What does "sink output, source output, sink offload, source offload" mean for GPUs?
I'm reading this page to learn to set up hybrid GPU plans. But what do the terms listed in the title mean?
Ah, PRIME, also known as "why does this never work". Lengthy explanation following...
So, I assume that you have acquired (as I did) a computer with at least two graphic cards. On some systems, these share your computer graphics outputs and are connected to them via some switching mechanism, mostly called a MUX (referring to MULTIPLEXER), so you can basically set a parameter in the BIOS (or UEFI) what graphics card should be on or connected to what output.
Most systems, however, have adopted the cheaper, and much more complicated alternative of sharing their graphic buffers. This means that, for example, your standard low-power integrated card is always connected to your display, and all the pixels that get drawn on that output have to somehow pass through this card.
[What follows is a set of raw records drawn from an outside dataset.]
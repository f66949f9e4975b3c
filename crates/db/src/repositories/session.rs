use std::time::Duration;

use async_trait::async_trait;
use chrono::{DateTime, SecondsFormat, Utc};
use sqlx::Row;

use returndesk_core::domain::conversation::{Message, MessageRole, ThreadId};

use super::{RepositoryError, SessionStore};
use crate::DbPool;

/// Session store backed by the `conversation_message` table.
pub struct SqlSessionStore {
    pool: DbPool,
}

impl SqlSessionStore {
    pub fn new(pool: DbPool) -> Self {
        Self { pool }
    }
}

fn encode_timestamp(value: &DateTime<Utc>) -> String {
    value.to_rfc3339_opts(SecondsFormat::Micros, true)
}

#[async_trait]
impl SessionStore for SqlSessionStore {
    async fn append(&self, thread_id: &ThreadId, message: Message) -> Result<(), RepositoryError> {
        sqlx::query(
            "INSERT INTO conversation_message (thread_id, role, content, created_at)
             VALUES (?, ?, ?, ?)",
        )
        .bind(thread_id.as_str())
        .bind(message.role.as_str())
        .bind(&message.content)
        .bind(encode_timestamp(&message.timestamp))
        .execute(&self.pool)
        .await?;
        Ok(())
    }

    async fn get_history(&self, thread_id: &ThreadId) -> Result<Vec<Message>, RepositoryError> {
        let rows = sqlx::query(
            "SELECT role, content, created_at
             FROM conversation_message
             WHERE thread_id = ?
             ORDER BY id ASC",
        )
        .bind(thread_id.as_str())
        .fetch_all(&self.pool)
        .await?;

        rows.into_iter()
            .map(|row| {
                let role: String = row.try_get("role")?;
                let role = role.parse::<MessageRole>().map_err(RepositoryError::Decode)?;
                let created_at: String = row.try_get("created_at")?;
                let timestamp = DateTime::parse_from_rfc3339(&created_at)
                    .map_err(|error| RepositoryError::Decode(error.to_string()))?
                    .with_timezone(&Utc);
                Ok(Message { role, content: row.try_get("content")?, timestamp })
            })
            .collect()
    }

    async fn evict_idle(&self, idle_for: Duration) -> Result<usize, RepositoryError> {
        let idle_for = chrono::Duration::from_std(idle_for)
            .map_err(|error| RepositoryError::Decode(error.to_string()))?;
        let cutoff = encode_timestamp(&(Utc::now() - idle_for));

        let mut tx = self.pool.begin().await?;
        let stale: Vec<String> = sqlx::query_scalar(
            "SELECT thread_id FROM conversation_message
             GROUP BY thread_id
             HAVING MAX(created_at) <= ?",
        )
        .bind(&cutoff)
        .fetch_all(&mut *tx)
        .await?;

        for thread_id in &stale {
            sqlx::query("DELETE FROM conversation_message WHERE thread_id = ?")
                .bind(thread_id)
                .execute(&mut *tx)
                .await?;
        }
        tx.commit().await?;

        Ok(stale.len())
    }
}

#[cfg(test)]
mod tests {
    use std::sync::Arc;
    use std::time::Duration;

    use returndesk_core::domain::conversation::{Message, MessageRole, ThreadId};

    use super::SqlSessionStore;
    use crate::migrations::run_pending;
    use crate::repositories::SessionStore;
    use crate::{connect_with_settings, DbPool};

    async fn setup_pool() -> DbPool {
        let pool = connect_with_settings("sqlite::memory:", 1, 30).await.expect("connect");
        run_pending(&pool).await.expect("migrations");
        pool
    }

    #[tokio::test]
    async fn sql_history_is_ordered_by_append() {
        let store = SqlSessionStore::new(setup_pool().await);
        let thread = ThreadId("sql-thread".to_string());

        store.append(&thread, Message::user("where is my order?")).await.expect("append");
        store.append(&thread, Message::assistant("It shipped yesterday.")).await.expect("append");
        store.append(&thread, Message::tool("status lookup ok")).await.expect("append");

        let history = store.get_history(&thread).await.expect("history");
        let roles: Vec<_> = history.iter().map(|message| message.role).collect();
        assert_eq!(roles, vec![MessageRole::User, MessageRole::Assistant, MessageRole::Tool]);
        assert_eq!(history[1].content, "It shipped yesterday.");
    }

    #[tokio::test]
    async fn sql_timestamps_survive_storage() {
        let store = SqlSessionStore::new(setup_pool().await);
        let thread = ThreadId("ts".to_string());
        let message = Message::user("hello");

        store.append(&thread, message.clone()).await.expect("append");
        let history = store.get_history(&thread).await.expect("history");

        assert_eq!(history[0].timestamp.timestamp_micros(), message.timestamp.timestamp_micros());
    }

    #[tokio::test]
    async fn sql_evict_idle_removes_whole_threads() {
        let store = SqlSessionStore::new(setup_pool().await);
        let thread = ThreadId("old".to_string());
        store.append(&thread, Message::user("one")).await.expect("append");
        store.append(&thread, Message::assistant("two")).await.expect("append");

        assert_eq!(store.evict_idle(Duration::from_secs(3600)).await.expect("evict"), 0);
        assert_eq!(store.evict_idle(Duration::ZERO).await.expect("evict"), 1);
        assert!(store.get_history(&thread).await.expect("history").is_empty());
    }

    #[tokio::test(flavor = "multi_thread", worker_threads = 4)]
    async fn sql_concurrent_appends_lose_nothing() {
        let store = Arc::new(SqlSessionStore::new(setup_pool().await));
        let thread = ThreadId("shared".to_string());

        let mut handles = Vec::new();
        for writer in 0..2 {
            let store = Arc::clone(&store);
            let thread = thread.clone();
            handles.push(tokio::spawn(async move {
                for index in 0..20 {
                    store
                        .append(&thread, Message::user(format!("w{writer}-{index}")))
                        .await
                        .expect("append");
                }
            }));
        }
        for handle in handles {
            handle.await.expect("join writer");
        }

        assert_eq!(store.get_history(&thread).await.expect("history").len(), 40);
    }
}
If all you are running are lightweight applications, you will probably just be using the internal card. But sometimes you want to use your powerful external card to calculate all this 3d-stuff for you, so you have to tell xrandr that
- The external card is doing some of the work (all the programs with the environment variable DRI_PRIME=1 get).
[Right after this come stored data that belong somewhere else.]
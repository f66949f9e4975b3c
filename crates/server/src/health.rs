use axum::{extract::State, http::StatusCode, routing::get, Json, Router};
use chrono::Utc;
use returndesk_db::DbPool;
use serde::Serialize;

use crate::bootstrap::PolicyStatus;

#[derive(Clone)]
pub struct HealthState {
    pub db_pool: DbPool,
    pub policy: PolicyStatus,
}

#[derive(Clone, Debug, PartialEq, Eq, Serialize)]
pub struct HealthCheck {
    pub status: &'static str,
    pub detail: String,
}

#[derive(Clone, Debug, PartialEq, Eq, Serialize)]
pub struct HealthResponse {
    pub status: &'static str,
    pub service: HealthCheck,
    pub database: HealthCheck,
    pub policy_document: HealthCheck,
    pub checked_at: String,
}

pub fn router(state: HealthState) -> Router {
    Router::new().route("/health", get(health)).with_state(state)
}

pub async fn health(State(state): State<HealthState>) -> (StatusCode, Json<HealthResponse>) {
    let database = database_check(&state.db_pool).await;
    let policy_document = policy_check(&state.policy);
    let ready = database.status == "ready" && policy_document.status == "ready";

    let payload = HealthResponse {
        status: if ready { "ready" } else { "degraded" },
        service: HealthCheck {
            status: "ready",
            detail: "returndesk-server runtime initialized".to_string(),
        },
        database,
        policy_document,
        checked_at: Utc::now().to_rfc3339(),
    };

    let status_code = if ready { StatusCode::OK } else { StatusCode::SERVICE_UNAVAILABLE };
    (status_code, Json(payload))
}

async fn database_check(pool: &DbPool) -> HealthCheck {
    match sqlx::query_scalar::<_, i64>("SELECT COUNT(*) FROM orders").fetch_one(pool).await {
        Ok(orders) => HealthCheck { status: "ready", detail: format!("order store reachable ({orders} orders)") },
        Err(error) => {
            HealthCheck { status: "degraded", detail: format!("order store query failed: {error}") }
        }
    }
}

fn policy_check(policy: &PolicyStatus) -> HealthCheck {
    if policy.passages == 0 {
        return HealthCheck { status: "degraded", detail: format!("{} has no passages", policy.source) };
    }
    HealthCheck {
        status: "ready",
        detail: format!("{} passages loaded from {}", policy.passages, policy.source),
    }
}

#[cfg(test)]
mod tests {
    use axum::{extract::State, http::StatusCode, Json};
    use returndesk_db::{connect_with_settings, migrations};

    use crate::bootstrap::PolicyStatus;
    use crate::health::{health, HealthState};

    fn policy() -> PolicyStatus {
        PolicyStatus { source: "docs/return-policy.md".to_string(), passages: 6 }
    }

    #[tokio::test]
    async fn health_returns_ready_when_store_and_policy_are_available() {
        let pool = connect_with_settings("sqlite::memory:", 1, 5).await.expect("pool should connect");
        migrations::run_pending(&pool).await.expect("migrations");

        let (status, Json(payload)) =
            health(State(HealthState { db_pool: pool.clone(), policy: policy() })).await;

        assert_eq!(status, StatusCode::OK);
        assert_eq!(payload.status, "ready");
        assert_eq!(payload.database.status, "ready");
        assert!(payload.policy_document.detail.contains("6 passages"));

        pool.close().await;
    }

    #[tokio::test]
    async fn health_is_degraded_before_migrations() {
        let pool = connect_with_settings("sqlite::memory:", 1, 5).await.expect("pool should connect");

        let (status, Json(payload)) = health(State(HealthState { db_pool: pool, policy: policy() })).await;

        assert_eq!(status, StatusCode::SERVICE_UNAVAILABLE);
        assert_eq!(payload.status, "degraded");
        assert_eq!(payload.database.status, "degraded");
        assert_eq!(payload.service.status, "ready");
    }

    #[tokio::test]
    async fn health_returns_service_unavailable_when_database_is_closed() {
        let pool = connect_with_settings("sqlite::memory:", 1, 5).await.expect("pool should connect");
        pool.close().await;

        let (status, Json(payload)) = health(State(HealthState { db_pool: pool, policy: policy() })).await;

        assert_eq!(status, StatusCode::SERVICE_UNAVAILABLE);
        assert_eq!(payload.database.status, "degraded");
    }
}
- The internal card has to fiddle the data from the external card into the stuff that was NOT calculated on the external card, and draw everything on the screen.
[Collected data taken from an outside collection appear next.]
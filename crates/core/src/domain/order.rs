use std::fmt;

use chrono::{DateTime, NaiveDateTime, Utc};
use serde::{Deserialize, Serialize};

#[derive(Clone, Debug, PartialEq, Eq, Hash, PartialOrd, Ord, Serialize, Deserialize)]
pub struct OrderId(pub String);

impl OrderId {
    /// Accepts identifiers made of ASCII alphanumerics, `-` and `_`.
    pub fn parse(raw: &str) -> Option<Self> {
        let trimmed = raw.trim().trim_matches(|c: char| matches!(c, '"' | '\'' | '`' | '.' | ','));
        let valid_length = (4..=64).contains(&trimmed.len());
        let valid_chars =
            trimmed.chars().all(|c| c.is_ascii_alphanumeric() || matches!(c, '-' | '_'));
        (valid_length && valid_chars).then(|| Self(trimmed.to_string()))
    }

    pub fn as_str(&self) -> &str {
        &self.0
    }
}

impl fmt::Display for OrderId {
    fn fmt(&self, f: &mut fmt::Formatter<'_>) -> fmt::Result {
        f.write_str(&self.0)
    }
}

#[derive(Clone, Debug, PartialEq, Eq, Serialize, Deserialize)]
#[serde(rename_all = "snake_case")]
pub enum OrderStatus {
    Created,
    Approved,
    Invoiced,
    Processing,
    Shipped,
    Delivered,
    Canceled,
    Unavailable,
    Returned,
    Other(String),
}

impl OrderStatus {
    pub fn parse(value: &str) -> Self {
        match value.trim().to_ascii_lowercase().as_str() {
            "created" => Self::Created,
            "approved" => Self::Approved,
            "invoiced" => Self::Invoiced,
            "processing" => Self::Processing,
            "shipped" => Self::Shipped,
            "delivered" => Self::Delivered,
            "canceled" | "cancelled" => Self::Canceled,
            "unavailable" => Self::Unavailable,
            "returned" => Self::Returned,
            other => Self::Other(other.to_string()),
        }
    }

    pub fn as_str(&self) -> &str {
        match self {
            Self::Created => "created",
            Self::Approved => "approved",
            Self::Invoiced => "invoiced",
            Self::Processing => "processing",
            Self::Shipped => "shipped",
            Self::Delivered => "delivered",
            Self::Canceled => "canceled",
            Self::Unavailable => "unavailable",
            Self::Returned => "returned",
            Self::Other(value) => value,
        }
    }

    /// `returned` is the only terminal state this service writes.
    pub fn is_returned(&self) -> bool {
        matches!(self, Self::Returned)
    }
}

/// Read-side view of an order owned by the external data store.
#[derive(Clone, Debug, PartialEq, Eq, Serialize, Deserialize)]
pub struct OrderRecord {
    pub order_id: OrderId,
    pub status: OrderStatus,
    pub delivered_at: Option<DateTime<Utc>>,
}

/// Parses the timestamp shapes found in order exports (`2017-10-10 21:25:13`,
/// RFC 3339, or a bare date).
pub fn parse_store_timestamp(raw: &str) -> Option<DateTime<Utc>> {
    let trimmed = raw.trim();
    if trimmed.is_empty() {
        return None;
    }
    if let Ok(parsed) = DateTime::parse_from_rfc3339(trimmed) {
        return Some(parsed.with_timezone(&Utc));
    }
    if let Ok(parsed) = NaiveDateTime::parse_from_str(trimmed, "%Y-%m-%d %H:%M:%S") {
        return Some(parsed.and_utc());
    }
    chrono::NaiveDate::parse_from_str(trimmed, "%Y-%m-%d")
        .ok()
        .and_then(|date| date.and_hms_opt(0, 0, 0))
        .map(|datetime| datetime.and_utc())
}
This is called "GPU offloading", and the external card is in this context the "offload source", while the internal card is the "offload sink" (so the stream of data goes from source to sink), and you can enable this (if it is not enabled per default) with
xrandr --setprovideroffloadsink source_provider sink_provider
where source_provider
and sink_provider
are probably the names of your graphics drivers, for example, nouveau
and Intel
.
However, on some systems, some of the video outputs are connected to the external card. This means that the internal card, which does all the fiddling-together of the different program's screen space, has to somehow send its output to the external card, which then just draws the pixels on its outputs. In this context, the data goes from the source of one card to the output of the other, and to enable it you have to use.
xrandr --setprovideroutputsource output_provider source_provider
where output_provider
is the name of the external card which has the previously not accessible outputs connected to it, and source_provider
is the integrated card, which does the data-fiddling, but can't draw to the outputs connected to the external card.
One last thing, if you have both methods enabled at the same time (which can happen), the stuff for the graphics-heavy applications gets calculated on the "good" card, sent over to the "lame" card, fiddled together with the rest of the screen space, and sometimes sent back to the "good" card, where it will be drawn on the screen. The drawback of all of this is, that all of the "screen-space-fiddling", also known as rendering, is done on the "lame" card, which can be slow.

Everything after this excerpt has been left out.